Le seul à qui cette publication puisse nuire, c’est moi-même. Je m’apprête à entendre les reproches les plus désa-[52]-gréables, on va m’accuser d’être superficiel, d’avoir l’esprit borné, de manquer d’idéalisme et de la compréhension des intérêts les plus élevés de l’humanité. Mais d’une part ces représentations ne sont pas nouvelles pour moi ; de l’autre, quand on s’est placé, dès son jeune âge, au-dessus de la désapprobation de ses contemporains, en quoi cette désapprobation peut-elle importer, lorsqu’on est devenu un vieillard, et qu’on est certain d’être bientôt soustrait aux effets de la faveur ou de la défaveur des hommes ? Il en était autrement aux siècles passés : alors de telles allégations vous assuraient l’écourtement de l’existence et vous fournissaient une occasion toute proche de faire des observations personnelles sur la vie future. Mais je le répète, ces temps sont passés, et de nos jours de tels écrits restent sans danger pour leur auteur. Tout au plus peut-il advenir qu’il soit interdit de traduire et de répandre son livre dans tel ou tel pays. Bien entendu cela arrivera justement dans les pays qui ne doutent pas du niveau élevé de leur culture. Cependant, quand on s’est précisément fait l’avocat du renoncement aux désirs et de l’acquiescement à la destinée, il faut savoir encore souffrir ce dommage.

Et je me posai alors la question : la publication de cette étude ne pourrait-elle cependant nuire à quelqu’un ? Non pas à une personne, mais à une cause : la cause de la psychanalyse.
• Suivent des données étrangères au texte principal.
//! Wiring between a `LeadStore` and its two change channels.
//!
//! # Responsibility
//! - Open the lead channel (`any` events) and the detail channel (`update`
//!   events) for one store, and close both together.
//! - Route lead deletes to immediate removal, every lead event to a silent
//!   refetch, and detail updates to in-place patches.
//!
//! # Invariants
//! - Channel ownership lives in the returned `Binding`; nothing is registered
//!   globally.
//! - Rebinding for the same caller scope keeps the open channels and only
//!   swaps handlers.

use crate::backend::LeadBackend;
use crate::config::SyncConfig;
use crate::model::caller::OwnerScope;
use crate::model::lead::{DetailPatch, LeadRecord};
use crate::realtime::channel::{ChangeChannelAdapter, ChangeHandlers, ChannelHandle};
use crate::realtime::transport::EventFilter;
use crate::store::LeadStore;
use log::{debug, info};
use std::sync::Arc;

/// Open channels belonging to one bound store.
pub struct Binding {
    scope: Option<OwnerScope>,
    leads: Option<ChannelHandle<LeadRecord>>,
    details: Option<ChannelHandle<DetailPatch>>,
}

impl Binding {
    pub fn scope(&self) -> Option<OwnerScope> {
        self.scope
    }

    /// `true` when both channels hold a live subscription.
    pub fn is_live(&self) -> bool {
        let subscribed = |handle: Option<bool>| handle.unwrap_or(false);
        subscribed(self.leads.as_ref().map(ChannelHandle::is_subscribed))
            && subscribed(self.details.as_ref().map(ChannelHandle::is_subscribed))
    }

    pub fn lead_channel(&self) -> Option<&ChannelHandle<LeadRecord>> {
        self.leads.as_ref()
    }

    pub fn detail_channel(&self) -> Option<&ChannelHandle<DetailPatch>> {
        self.details.as_ref()
    }
}

/// Binds stores to lead and detail change channels.
pub struct SubscriptionBinder {
    adapter: Arc<ChangeChannelAdapter>,
    primary_table: String,
    secondary_table: String,
}

impl SubscriptionBinder {
    pub fn new(adapter: Arc<ChangeChannelAdapter>, config: &SyncConfig) -> Self {
        Self {
            adapter,
            primary_table: config.primary_table.clone(),
            secondary_table: config.secondary_table.clone(),
        }
    }

    pub fn adapter(&self) -> &ChangeChannelAdapter {
        &self.adapter
    }

    /// Opens both channels for `store`.
    ///
    /// An unauthenticated store gets an empty binding: there is nothing to
    /// keep in sync.
    pub fn bind<B: LeadBackend + 'static>(&self, store: &LeadStore<B>) -> Binding {
        let scope = store.scope();
        if scope.is_none() {
            debug!("event=binder_bind module=binder status=skipped reason=unauthenticated");
            return Binding {
                scope,
                leads: None,
                details: None,
            };
        }

        let leads = self
            .adapter
            .open(&self.primary_table, EventFilter::Any, lead_handlers(store));
        let details = self.adapter.open(
            &self.secondary_table,
            EventFilter::Update,
            detail_handlers(store),
        );
        let binding = Binding {
            scope,
            leads: Some(leads),
            details: Some(details),
        };
        info!(
            "event=binder_bind module=binder status=ok live={} lead_channel={} detail_channel={}",
            binding.is_live(),
            binding.lead_channel().map_or("-", ChannelHandle::channel_id),
            binding.detail_channel().map_or("-", ChannelHandle::channel_id)
        );
        binding
    }

    /// Binds `store`, then runs the initial visible load.
    pub async fn mount<B: LeadBackend + 'static>(&self, store: &LeadStore<B>) -> Binding {
        let binding = self.bind(store);
        store.refetch().await;
        binding
    }

    /// Closes both channels of `binding`.
    pub fn unbind(&self, binding: Binding) {
        if let Some(handle) = &binding.leads {
            self.adapter.close(handle);
        }
        if let Some(handle) = &binding.details {
            self.adapter.close(handle);
        }
        info!("event=binder_unbind module=binder status=ok");
    }

    /// Re-targets `binding` at `store`.
    ///
    /// Same caller scope: channels stay open and only the handlers move to
    /// the new store. Different scope: full unbind and bind.
    pub fn rebind<B: LeadBackend + 'static>(
        &self,
        binding: Binding,
        store: &LeadStore<B>,
    ) -> Binding {
        if binding.scope != store.scope() || !binding.is_live() {
            info!("event=binder_rebind module=binder status=ok mode=reopen");
            self.unbind(binding);
            return self.bind(store);
        }

        if let Some(handle) = &binding.leads {
            handle.set_handlers(lead_handlers(store));
        }
        if let Some(handle) = &binding.details {
            handle.set_handlers(detail_handlers(store));
        }
        debug!("event=binder_rebind module=binder status=ok mode=handlers_only");
        binding
    }
}

fn lead_handlers<B>(store: &LeadStore<B>) -> ChangeHandlers<LeadRecord>
where
    B: LeadBackend + 'static,
{
    let on_delete_store = store.clone();
    let on_change_store = store.clone();
    ChangeHandlers::<LeadRecord>::new()
        .with_delete(move |payload| {
            if let Some(key) = payload.old {
                on_delete_store.remove_by_id(key.id);
            }
        })
        .with_change(move |_| {
            let _ = on_change_store.spawn_refetch_silent();
        })
}

fn detail_handlers<B>(store: &LeadStore<B>) -> ChangeHandlers<DetailPatch>
where
    B: LeadBackend + 'static,
{
    let store = store.clone();
    ChangeHandlers::<DetailPatch>::new().with_update(move |payload| {
        if let Some(patch) = &payload.new {
            store.apply_detail_update(patch);
        }
    })
}
#[async_trait]
impl LeadBackend for SqliteLeadBackend {
    async fn accessible_leads(&self, caller: &OwnerScope) -> BackendResult<Vec<RawRow>> {
        let conn = self.lock();
        let provisioned: Option<String> = conn
            .query_row(
                "SELECT role FROM user_roles WHERE user_id = ?1;",
                [caller.user_id.to_string()],
                |row| row.get(0),
            )
            .optional()?;
        let Some(role_text) = provisioned else {
            return Err(BackendError::Access(format!(
                "no role provisioned for caller {}",
                caller.user_id
            )));
        };
        let role = CallerRole::parse(&role_text).ok_or_else(|| {
            BackendError::InvalidRow(format!("unknown role `{role_text}` in user_roles.role"))
        })?;

        let mut stmt = conn.prepare(&format!(
            "{LEAD_SELECT_SQL}
             WHERE ?2 = 1
                OR user_id = ?1
                OR EXISTS (
                    SELECT 1 FROM lead_access_grants g
                    WHERE g.lead_id = leads.id AND g.user_id = ?1
                );"
        ))?;
        let mut rows = stmt.query(params![
            caller.user_id.to_string(),
            i64::from(role.is_elevated())
        ])?;
        let mut leads = Vec::new();
        while let Some(row) = rows.next()? {
            leads.push(lead_row_json(row)?);
        }
        Ok(leads)
    }

    async fn select_leads(&self, owner_filter: Option<Uuid>) -> BackendResult<Vec<RawRow>> {
        let conn = self.lock();
        let mut stmt = conn.prepare(&format!(
            "{LEAD_SELECT_SQL}
             WHERE (?1 IS NULL OR user_id = ?1)
             ORDER BY created_at DESC, lead_number DESC;"
        ))?;
        let mut rows = stmt.query([owner_filter.map(|owner| owner.to_string())])?;
        let mut leads = Vec::new();
        while let Some(row) = rows.next()? {
            leads.push(lead_row_json(row)?);
        }
        Ok(leads)
    }

    async fn select_details(&self, ids: &[DetailId]) -> BackendResult<Vec<RawRow>> {
        if ids.is_empty() {
            return Ok(Vec::new());
        }
        let placeholders = vec!["?"; ids.len()].join(", ");
        let conn = self.lock();
        let mut stmt = conn.prepare(&format!(
            "{DETAIL_SELECT_SQL} WHERE id IN ({placeholders});"
        ))?;
        let mut rows = stmt.query(params_from_iter(ids.iter().map(Uuid::to_string)))?;
        let mut details = Vec::new();
        while let Some(row) = rows.next()? {
            details.push(detail_row_json(row)?);
        }
        Ok(details)
    }
}

fn query_lead_row(conn: &Connection, lead_id: LeadId) -> BackendResult<Option<Value>> {
    let mut stmt = conn.prepare(&format!("{LEAD_SELECT_SQL} WHERE id = ?1;"))?;
    let mut rows = stmt.query([lead_id.to_string()])?;
    match rows.next()? {
        Some(row) => Ok(Some(lead_row_json(row)?)),
        None => Ok(None),
    }
}

fn query_detail_row(conn: &Connection, detail_id: DetailId) -> BackendResult<Option<Value>> {
    let mut stmt = conn.prepare(&format!("{DETAIL_SELECT_SQL} WHERE id = ?1;"))?;
    let mut rows = stmt.query([detail_id.to_string()])?;
    match rows.next()? {
        Some(row) => Ok(Some(detail_row_json(row)?)),
        None => Ok(None),
    }
}

fn lead_row_json(row: &Row<'_>) -> BackendResult<Value> {
    Ok(json!({
        "id": row.get::<_, String>("id")?,
        "lead_number": row.get::<_, i64>("lead_number")?,
        "user_id": row.get::<_, String>("user_id")?,
        "contact_entity_id": row.get::<_, Option<String>>("contact_entity_id")?,
        "created_at": row.get::<_, String>("created_at")?,
        "updated_at": row.get::<_, String>("updated_at")?,
    }))
}

fn detail_row_json(row: &Row<'_>) -> BackendResult<Value> {
    let redacted_text: String = row.get("redacted_fields")?;
    let redacted: Vec<String> = serde_json::from_str(&redacted_text).map_err(|err| {
        BackendError::InvalidRow(format!(
            "invalid redacted_fields `{redacted_text}` in contact_entities: {err}"
        ))
    })?;
    Ok(json!({
        "id": row.get::<_, String>("id")?,
        "first_name": row.get::<_, Option<String>>("first_name")?,
        "last_name": row.get::<_, Option<String>>("last_name")?,
        "name": row.get::<_, Option<String>>("name")?,
        "email": row.get::<_, Option<String>>("email")?,
        "phone": row.get::<_, Option<String>>("phone")?,
        "business_name": row.get::<_, Option<String>>("business_name")?,
        "loan_amount": row.get::<_, Option<String>>("loan_amount")?,
        "annual_revenue": row.get::<_, Option<String>>("annual_revenue")?,
        "loan_type": row.get::<_, Option<String>>("loan_type")?,
        "stage": row.get::<_, Option<String>>("stage")?,
        "priority": row.get::<_, Option<String>>("priority")?,
        "redacted_fields": redacted,
    }))
}

fn decode_record(row: &Value) -> BackendResult<LeadRecord> {
    serde_json::from_value(row.clone()).map_err(|err| BackendError::InvalidRow(err.to_string()))
}

fn encode_redacted(fields: &[String]) -> BackendResult<String> {
    serde_json::to_string(fields).map_err(|err| BackendError::InvalidRow(err.to_string()))
}

fn timestamp_now() -> String {
    Utc::now().to_rfc3339_opts(SecondsFormat::Millis, true)
}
On ne saurait nier que celle-ci ne soit ma création, et elle a amplement suscité méfiance et mauvaise volonté : si à présent j’avance des propositions aussi déplaisantes, les gens ne seront que trop aptes à déplacer leurs sentiments de ma personne à la psychanalyse. On peut voir à présent, dira-t-on, où conduit la psychanalyse. Le masque est tombé : elle conduit à nier Dieu et tout idéal moral, ainsi que nous nous en étions toujours doutés. Afin de nous empêcher de nous en apercevoir, on nous avait fait croire que la psychanalyse n’était pas une “ conception de l’univers ” et ne pourrait jamais en devenir une.

Tout ce vacarme me sera vraiment désagréable à cause de mes nombreux collaborateurs, parmi lesquels un certain nombre ne partage en rien mon attitude envers le problème religieux. Mais la psychanalyse a déjà bravé bien des orages, et doit s’exposer à celui-ci encore.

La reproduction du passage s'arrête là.